At times during those training days in the early 1970s, I felt so inadequate, especially psychologically, to comfort some of the young unmarried mothers.
Many of them had been condemned and shamed by society.
Gripped by guilt, they were experiencing the keenest apprehension and fear of the unknown. I remember thinking to myself, There, but for the grace of God, go I.
Most of them had been pressured to sign their little ones over for adoption.
Their babies were whisked away immediately after birth and cared for in a separate ward until the adoption papers had been completed.
Then they would be placed in the arms of an excited couple who had come to the hospital to collect their baby. Recently, I started to think about the process babies experience as they pass from a place of relative peace and safety in the womb into a strange, new, and unfamiliar world. The whole miracle of childbirth led me to think about God’s protective wall around me. Daily He provides me with a place of peace and safety in His presence.

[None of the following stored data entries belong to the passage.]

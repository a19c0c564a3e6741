//! Connection settings and the validation rules for user-supplied fan-mode
//! and preset lists.

use crate::client::{self, HttpClient};
use crate::planner::Session;
use crate::registers::Mode;

pub const DEFAULT_FAN_MODES: &str = "12,20,30,40,50,60,70,80,90,100";

#[derive(clap::Parser, Clone)]
#[group(id = "config::Args")]
pub struct Args {
    /// Host name or IP address of the unit's web module.
    #[arg(long, short = 'H')]
    pub host: String,

    /// Password for the unit's web interface.
    #[arg(long, short = 'p', default_value = "")]
    pub password: String,

    /// Give up on an HTTP request if no response arrives in this time.
    #[arg(long, default_value = "5s")]
    pub read_timeout: humantime::Duration,

    /// The unit applies committed writes with some lag; wait this long
    /// between a commit and the confirmatory state read-back.
    #[arg(long, default_value = "2s")]
    pub settle_delay: humantime::Duration,

    /// Comma-separated fan percentages offered as discrete fan modes.
    ///
    /// Each entry may carry a trailing `%` and must lie in 12..=100.
    #[arg(long, default_value = DEFAULT_FAN_MODES)]
    pub fan_modes: String,

    /// Comma-separated preset labels to offer. All presets when omitted.
    #[arg(long)]
    pub presets: Option<String>,
}

impl Args {
    pub fn client(&self) -> Result<HttpClient, client::Error> {
        HttpClient::new(&self.host, &self.password, *self.read_timeout)
    }

    pub async fn session(&self) -> Result<Session<HttpClient>, client::Error> {
        let client = self.client()?;
        if !client.is_atrea_unit().await {
            tracing::warn!(host = self.host, "the host does not look like an Atrea unit");
        }
        Session::connect(client, *self.settle_delay).await
    }
}

#[derive(thiserror::Error, Debug, PartialEq)]
pub enum FanModesError {
    #[error("fan mode `{0}` is not a number")]
    NotNumeric(String),
    #[error("fan mode `{0}` is outside the supported range of 12 to 100")]
    OutOfRange(u32),
}

/// Validate and normalize a comma-separated fan-mode list.
///
/// Entries are trimmed and may carry a trailing `%`; every entry must be
/// numeric and within 12..=100, otherwise the whole list is rejected. The
/// result is sorted ascending and rendered back as `N%` labels.
pub fn process_fan_modes(list: &str) -> Result<Vec<String>, FanModesError> {
    let mut percentages = Vec::new();
    for entry in list.split(',') {
        let entry = entry.trim().trim_end_matches('%');
        let percent: u32 = entry
            .parse()
            .map_err(|_| FanModesError::NotNumeric(entry.to_string()))?;
        if !(12..=100).contains(&percent) {
            return Err(FanModesError::OutOfRange(percent));
        }
        percentages.push(percent);
    }
    percentages.sort_unstable();
    Ok(percentages
        .into_iter()
        .map(|percent| format!("{percent}%"))
        .collect())
}

#[derive(thiserror::Error, Debug, PartialEq)]
pub enum PresetsError {
    #[error("`{0}` is not a known preset")]
    Unknown(String),
}

/// Validate a comma-separated list of enabled preset labels, keeping the
/// caller's order. `None` means all presets are enabled.
pub fn process_presets(list: Option<&str>) -> Result<Vec<&'static str>, PresetsError> {
    let Some(list) = list else {
        return Ok(Mode::preset_labels().to_vec());
    };
    list.split(',')
        .map(|entry| {
            let entry = entry.trim();
            Mode::from_preset_label(entry)
                .map(|mode| mode.label())
                .ok_or_else(|| PresetsError::Unknown(entry.to_string()))
        })
        .collect()
}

I am grateful that He gives me a whole lifetime, not just nine months, in which to grow and mature in wisdom, understanding, and obedience.
Not only does He give me ample time to get ready for heaven, but He also helps me to remain ready so that by His grace I will be able to enter my final destination and escape that day of destruction. One day, God’s promise to deliver us will finally be fulfilled.
When that day arrives, may we all go home with Him!